Reiffers J, Gaspard M H, Maraninchi D, Michallet M, Marit G, Stoppa A M, Corront B, David B, Gastaut J A, Scotto J J
Département de Hématologie CHR Bordeaux, Hôpital Haut Leveque, Pessac, France.
Br J Haematol. 1989 May;72(1):57-63. doi: 10.1111/j.1365-2141.1989.tb07652.x.
Eighty-five adult patients under the age of 50 years with acute myeloid leukaemia (AML) were entered into a prospective controlled study conducted to compare the effectiveness of allogeneic or autologous bone marrow transplantation and intensive chemotherapy for patients in first complete remission. Sixty-one patients (72%) achieved complete remission then received a consolidation treatment. After consolidation, 58 patients who were still in remission were assigned to three different therapeutic modalities. Fifty-two patients were evaluable: 20 patients who had an HLA-identical sibling donor underwent allogeneic bone marrow transplantation within 3 months after achievement of complete remission; the other 32 patients were randomized to receive autologous bone marrow transplantation or intensive sequential chemotherapy. The actuarial risk of relapse at 3 years was 18% for the allogeneic patients, 50% for the autologous patients and 83% in the chemotherapy group. The difference was highly significant (P less than 0.0002). The disease-free survival was respectively 66% (95% confidence interval 41-85%), 41% (95% confidence interval 16-66%) and 16% (95% confidence interval 0-31%) (P less than 0.004). We conclude that allogeneic bone marrow transplantation is presently the best therapeutic approach for patients with AML in first complete remission.
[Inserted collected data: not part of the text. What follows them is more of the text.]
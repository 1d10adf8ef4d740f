//! Output observers and their registry.

use std::fmt;
use std::sync::atomic::{AtomicU64, Ordering};
use std::sync::Arc;
use std::time::Duration;

use parking_lot::Mutex;

use livemix_types::{AudioBuffer, SampleBuffer, TrackId};

static NEXT_MIXER_ID: AtomicU64 = AtomicU64::new(1);

/// Identifies the mixer a callback comes from.
#[derive(Debug, Clone, Copy, PartialEq, Eq, Hash, PartialOrd, Ord)]
pub struct MixerId(u64);

impl MixerId {
    pub(crate) fn next() -> Self {
        Self(NEXT_MIXER_ID.fetch_add(1, Ordering::Relaxed))
    }
}

impl fmt::Display for MixerId {
    fn fmt(&self, f: &mut fmt::Formatter<'_>) -> fmt::Result {
        write!(f, "mixer-{}", self.0)
    }
}

/// Handle returned by [`Mixer::add_output`](crate::Mixer::add_output).
#[derive(Debug, Clone, Copy, PartialEq, Eq, Hash, PartialOrd, Ord)]
pub struct OutputId(u64);

/// A downstream consumer of mixed media, such as an encoder or muxer.
///
/// Callbacks run on the mixer's loop threads, one at a time per stream.
/// Implementations handle their own failures.
pub trait MixerOutput: Send + Sync {
    /// A mixed or composited video buffer is ready.
    fn on_mixed_video(&self, _mixer: MixerId, _track: TrackId, _buffer: &SampleBuffer) {}

    /// A mixed audio buffer presented at `when` is ready.
    fn on_mixed_audio(
        &self,
        _mixer: MixerId,
        _track: TrackId,
        _buffer: &AudioBuffer,
        _when: Duration,
    ) {
    }
}

type Entries = Arc<Vec<(OutputId, Arc<dyn MixerOutput>)>>;

/// Copy-on-write list of registered observers.
///
/// Dispatch iterates a snapshot, so registration never blocks or races
/// with delivery.
pub(crate) struct OutputRegistry {
    entries: Mutex<Entries>,
    next_id: AtomicU64,
}

impl OutputRegistry {
    pub(crate) fn new() -> Self {
        Self {
            entries: Mutex::new(Arc::new(Vec::new())),
            next_id: AtomicU64::new(1),
        }
    }

    /// Register `output`. The same observer registered twice keeps its
    /// first id.
    pub(crate) fn add(&self, output: Arc<dyn MixerOutput>) -> OutputId {
        let mut entries = self.entries.lock();
        if let Some((id, _)) = entries
            .iter()
            .find(|(_, existing)| same_output(existing, &output))
        {
            return *id;
        }

        let id = OutputId(self.next_id.fetch_add(1, Ordering::Relaxed));
        let mut updated = Vec::with_capacity(entries.len() + 1);
        updated.extend(entries.iter().cloned());
        updated.push((id, output));
        *entries = Arc::new(updated);
        id
    }

    /// Unregister by id. Returns whether anything was removed.
    pub(crate) fn remove(&self, id: OutputId) -> bool {
        let mut entries = self.entries.lock();
        if !entries.iter().any(|(existing, _)| *existing == id) {
            return false;
        }

        let updated = entries
            .iter()
            .filter(|(existing, _)| *existing != id)
            .cloned()
            .collect();
        *entries = Arc::new(updated);
        true
    }

    pub(crate) fn snapshot(&self) -> Entries {
        Arc::clone(&self.entries.lock())
    }

    pub(crate) fn len(&self) -> usize {
        self.entries.lock().len()
    }
}

fn same_output(a: &Arc<dyn MixerOutput>, b: &Arc<dyn MixerOutput>) -> bool {
    Arc::as_ptr(a) as *const () == Arc::as_ptr(b) as *const ()
}
//! Audio capture unit.

use std::collections::{BTreeSet, HashMap};
use std::sync::atomic::{AtomicBool, AtomicU64, Ordering};
use std::sync::Arc;
use std::time::Duration;

use crossbeam_channel::{Receiver, Sender, TrySendError};
use parking_lot::Mutex;
use tracing::{debug, info, instrument, trace, warn};

use livemix_capture::{
    CaptureDevice, CaptureError, CaptureSession, DeviceConfigurator, DeviceSettings,
};
use livemix_types::{AudioBuffer, AudioFormat, AudioMixerSettings, MediaKind, TrackId};

use crate::mixer::TrackMixer;
use crate::playback::AudioPlayback;
use crate::{AudioResult, AUDIO_CHANNEL_CAPACITY};

struct AudioUnitState {
    devices: HashMap<TrackId, Arc<dyn CaptureDevice>>,
    input_formats: HashMap<TrackId, AudioFormat>,
    settings: Arc<AudioMixerSettings>,
    mixer: TrackMixer,
}

/// Owns the microphone tracks and produces the mixed audio stream.
pub struct AudioCaptureUnit {
    session: Arc<CaptureSession>,
    state: Mutex<AudioUnitState>,
    output_tx: Sender<(AudioBuffer, Duration)>,
    output_rx: Receiver<(AudioBuffer, Duration)>,
    monitoring: AtomicBool,
    playback: Mutex<Option<Box<dyn AudioPlayback>>>,
    dropped_buffers: AtomicU64,
}

impl AudioCaptureUnit {
    /// Create an audio capture unit bound to `session`.
    pub fn new(session: Arc<CaptureSession>) -> Self {
        let (output_tx, output_rx) = crossbeam_channel::bounded(AUDIO_CHANNEL_CAPACITY);

        Self {
            session,
            state: Mutex::new(AudioUnitState {
                devices: HashMap::new(),
                input_formats: HashMap::new(),
                settings: Arc::new(AudioMixerSettings::default()),
                mixer: TrackMixer::new(),
            }),
            output_tx,
            output_rx,
            monitoring: AtomicBool::new(false),
            playback: Mutex::new(None),
            dropped_buffers: AtomicU64::new(0),
        }
    }

    /// Bind a microphone to `track`, or unbind it when `device` is `None`.
    ///
    /// On failure the track keeps its previous binding.
    #[instrument(name = "audio_attach", skip(self, device, configuration))]
    pub fn attach_audio(
        &self,
        track: TrackId,
        device: Option<Arc<dyn CaptureDevice>>,
        configuration: Option<DeviceConfigurator>,
    ) -> AudioResult<()> {
        let mut state = self.state.lock();
        let previous = state.devices.get(&track).cloned();

        if let Some(ref device) = device {
            if device.medium() != MediaKind::Audio {
                return Err(CaptureError::MediumMismatch {
                    device: device.id().to_string(),
                    expected: MediaKind::Audio,
                }
                .into());
            }
        }

        self.session.configure(|backend| {
            backend.bind(MediaKind::Audio, track, device.as_deref())?;

            let (Some(device), Some(configure)) = (device.as_ref(), configuration) else {
                return Ok(());
            };

            let mut settings = device.settings();
            configure(&mut settings);
            if let Err(e) = device.apply(&settings) {
                if let Err(restore) = backend.bind(MediaKind::Audio, track, previous.as_deref()) {
                    warn!(track, "Failed to restore previous microphone binding: {}", restore);
                }
                return Err(e);
            }
            Ok(())
        })?;

        match device {
            Some(device) => {
                match device.format().and_then(|format| format.audio()) {
                    Some(format) => {
                        state.input_formats.insert(track, format);
                    }
                    None => {
                        state.input_formats.remove(&track);
                    }
                }
                debug!(track, device = device.id(), "Microphone attached");
                state.devices.insert(track, device);
            }
            None => {
                state.devices.remove(&track);
                state.input_formats.remove(&track);
                state.mixer.remove_track(track);
                debug!(track, "Microphone detached");
            }
        }

        Ok(())
    }

    /// Run `f` against the settings of the microphone bound to `track` and
    /// apply the result, inside the session's configuration scope.
    pub fn configure(
        &self,
        track: TrackId,
        f: impl FnOnce(&mut DeviceSettings),
    ) -> AudioResult<()> {
        let state = self.state.lock();
        let device = state
            .devices
            .get(&track)
            .cloned()
            .ok_or(CaptureError::DeviceNotFound(track))?;

        self.session.configure(|_| {
            let mut settings = device.settings();
            f(&mut settings);
            device.apply(&settings)
        })?;
        Ok(())
    }

    /// Feed audio captured on `track`, presented at `when`.
    pub fn append(&self, track: TrackId, buffer: AudioBuffer, when: Duration) {
        let mut state = self.state.lock();
        let format = buffer.format();
        if state.input_formats.get(&track) != Some(&format) {
            debug!(track, ?format, "Audio input format changed");
            state.input_formats.insert(track, format);
        }

        // Only bound microphones hold up a round; stray tracks are ignored.
        let settings = Arc::clone(&state.settings);
        let participants: BTreeSet<TrackId> = state
            .devices
            .keys()
            .copied()
            .chain(std::iter::once(settings.main_track))
            .collect();

        let mixed = state
            .mixer
            .push(track, buffer, when, &participants, &settings);
        for (buffer, when) in mixed {
            self.monitor(&buffer, when);
            match self.output_tx.try_send((buffer, when)) {
                Ok(()) => {}
                Err(TrySendError::Full(_)) => {
                    trace!("Mixed audio channel full, dropping buffer");
                    self.dropped_buffers.fetch_add(1, Ordering::Relaxed);
                }
                Err(TrySendError::Disconnected(_)) => {
                    warn!("Mixed audio channel disconnected");
                }
            }
        }
    }

    fn monitor(&self, buffer: &AudioBuffer, when: Duration) {
        if !self.monitoring.load(Ordering::SeqCst) {
            return;
        }
        if let Some(playback) = self.playback.lock().as_mut() {
            playback.play(buffer, when);
        }
    }

    /// Replace the mixer settings. Appends in flight finish with the old
    /// settings.
    pub fn set_settings(&self, settings: AudioMixerSettings) {
        let mut state = self.state.lock();
        if state.settings.main_track != settings.main_track {
            state.mixer.clear();
        }
        state.settings = Arc::new(settings);
    }

    /// Current mixer settings.
    pub fn settings(&self) -> Arc<AudioMixerSettings> {
        Arc::clone(&self.state.lock().settings)
    }

    /// Enable or disable mixing of every track instead of the main one.
    pub fn set_multi_track_mixing_enabled(&self, enabled: bool) {
        let mut state = self.state.lock();
        if state.mixer.is_multi_track() == enabled {
            return;
        }
        state.mixer.set_multi_track(enabled);
        debug!(enabled, "Multi-track audio mixing toggled");
    }

    /// Check if multi-track mixing is enabled.
    pub fn is_multi_track_mixing_enabled(&self) -> bool {
        self.state.lock().mixer.is_multi_track()
    }

    /// Route mixed audio to the local playback device.
    pub fn set_monitoring_enabled(&self, enabled: bool) {
        if self.monitoring.swap(enabled, Ordering::SeqCst) != enabled {
            info!(enabled, "Audio monitoring toggled");
        }
    }

    /// Check if monitoring is enabled.
    pub fn is_monitoring_enabled(&self) -> bool {
        self.monitoring.load(Ordering::SeqCst)
    }

    /// Install or remove the local playback device.
    pub fn set_playback(&self, playback: Option<Box<dyn AudioPlayback>>) {
        *self.playback.lock() = playback;
    }

    /// Last known input format of a track.
    pub fn input_format(&self, track: TrackId) -> Option<AudioFormat> {
        self.state.lock().input_formats.get(&track).copied()
    }

    /// Mixed `(buffer, when)` stream.
    pub fn output(&self) -> Receiver<(AudioBuffer, Duration)> {
        self.output_rx.clone()
    }

    /// Mixed buffers dropped because the consumer fell behind.
    pub fn dropped_buffers(&self) -> u64 {
        self.dropped_buffers.load(Ordering::Relaxed)
    }
}
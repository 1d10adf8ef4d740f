//! Audio capture unit and multi-track mixing.
//!
//! The [`AudioCaptureUnit`] owns the microphone tracks, mixes them into a
//! single stream anchored on the main track, and optionally routes the
//! result to a local [`AudioPlayback`] for monitoring.

mod error;
mod mixer;
mod playback;
mod unit;

pub use error::AudioError;
pub use mixer::{TrackMixer, MAX_PENDING_BUFFERS};
pub use playback::{AudioPlayback, ChannelPlayback};
pub use unit::AudioCaptureUnit;

/// Channel capacity for mixed audio.
pub const AUDIO_CHANNEL_CAPACITY: usize = 8;

/// Result type for audio operations.
pub type AudioResult<T> = Result<T, AudioError>;
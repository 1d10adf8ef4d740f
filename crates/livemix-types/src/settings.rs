//! Mixer settings for the audio and video capture units.

use std::collections::BTreeMap;

use serde::{Deserialize, Serialize};

use crate::types::TrackId;

/// How mixed video output is produced.
#[derive(Debug, Clone, Copy, Default, PartialEq, Eq, Serialize, Deserialize)]
pub enum VideoMixerMode {
    /// Main-track frames are forwarded as they arrive.
    #[default]
    Passthrough,

    /// The screen composites all tracks on every display tick.
    Offscreen,
}

/// Placement of a non-main track inside the composite, in main-track pixels.
#[derive(Debug, Clone, Copy, PartialEq, Eq, Serialize, Deserialize)]
pub struct TrackLayout {
    /// Left edge. May be negative; the overlay is clipped.
    pub x: i32,

    /// Top edge. May be negative; the overlay is clipped.
    pub y: i32,

    /// Target width the overlay is scaled to.
    pub width: u32,

    /// Target height the overlay is scaled to.
    pub height: u32,

    /// Draw order; lower values are drawn first.
    #[serde(default)]
    pub z_index: i32,
}

impl TrackLayout {
    /// Create a layout at z-index 0.
    pub fn new(x: i32, y: i32, width: u32, height: u32) -> Self {
        Self {
            x,
            y,
            width,
            height,
            z_index: 0,
        }
    }

    /// Set the draw order.
    pub fn with_z_index(mut self, z_index: i32) -> Self {
        self.z_index = z_index;
        self
    }
}

/// Video mixing configuration.
#[derive(Debug, Clone, Default, PartialEq, Serialize, Deserialize)]
#[serde(default)]
pub struct VideoMixerSettings {
    /// Output mode.
    pub mode: VideoMixerMode,

    /// Track whose geometry and timing anchor the output.
    pub main_track: TrackId,

    /// Placement of non-main tracks when compositing.
    pub layouts: BTreeMap<TrackId, TrackLayout>,
}

impl VideoMixerSettings {
    /// Layout for a track, if one is configured.
    pub fn layout(&self, track: TrackId) -> Option<&TrackLayout> {
        self.layouts.get(&track)
    }
}

/// Per-track audio mix parameters.
#[derive(Debug, Clone, Copy, PartialEq, Serialize, Deserialize)]
#[serde(default)]
pub struct AudioTrackSettings {
    /// Linear gain (0.0 - 1.0).
    pub volume: f32,

    /// Whether this track is silenced in the mix.
    pub is_muted: bool,
}

impl Default for AudioTrackSettings {
    fn default() -> Self {
        Self {
            volume: 1.0,
            is_muted: false,
        }
    }
}

impl AudioTrackSettings {
    /// Effective gain after mute. A non-finite volume is silent.
    pub fn gain(&self) -> f32 {
        if self.is_muted || !self.volume.is_finite() {
            0.0
        } else {
            self.volume.clamp(0.0, 1.0)
        }
    }
}

/// Audio mixing configuration.
#[derive(Debug, Clone, Default, PartialEq, Serialize, Deserialize)]
#[serde(default)]
pub struct AudioMixerSettings {
    /// Track whose timing anchors the mixed output.
    pub main_track: TrackId,

    /// Silence the mixed output entirely.
    pub is_muted: bool,

    /// Per-track parameters. Tracks without an entry use the defaults.
    pub tracks: BTreeMap<TrackId, AudioTrackSettings>,
}

impl AudioMixerSettings {
    /// Parameters for a track.
    pub fn track(&self, track: TrackId) -> AudioTrackSettings {
        self.tracks.get(&track).copied().unwrap_or_default()
    }
}
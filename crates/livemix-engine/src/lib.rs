//! Mixer orchestrator for the livemix pipeline.
//!
//! This crate ties the capture units, the offscreen [`Screen`] and a
//! [`DisplayClock`] together behind [`Mixer`], and dispatches mixed audio
//! and video to registered [`MixerOutput`]s.

mod clock;
mod composite;
mod error;
mod metrics;
mod orchestrator;
mod output;
mod pipeline;
mod screen;

pub use clock::{DisplayClock, ManualClock, TickClock};
pub use composite::{CompositeStrategy, LayeredComposite};
pub use error::MixerError;
pub use metrics::MixerMetrics;
pub use orchestrator::Mixer;
pub use output::{MixerId, MixerOutput, OutputId};
pub use pipeline::LOOP_POLL_INTERVAL;
pub use screen::{Screen, MIN_FRAME_DURATION};

/// Result type for mixer operations.
pub type MixerResult<T> = Result<T, MixerError>;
85例年龄在50岁以下的成年急性髓细胞白血病(AML)患者进入一项前瞻性对照研究,该研究旨在比较异基因或自体骨髓移植与强化化疗对首次完全缓解患者的疗效。61例患者(72%)实现完全缓解,随后接受巩固治疗。巩固治疗后,58例仍处于缓解期的患者被分配至三种不同治疗方式。52例患者可进行评估:20例有HLA相合同胞供者的患者在完全缓解后3个月内接受异基因骨髓移植;另外32例患者随机接受自体骨髓移植或强化序贯化疗。异基因组患者3年时的复发精算风险为18%,自体组为50%,化疗组为83%。差异具有高度显著性(P<0.0002)。无病生存率分别为66%(95%置信区间41-85%)、41%(95%置信区间16-66%)和16%(95%置信区间0-31%)(P<0.004)。我们得出结论,目前异基因骨髓移植是首次完全缓解的AML患者的最佳治疗方法。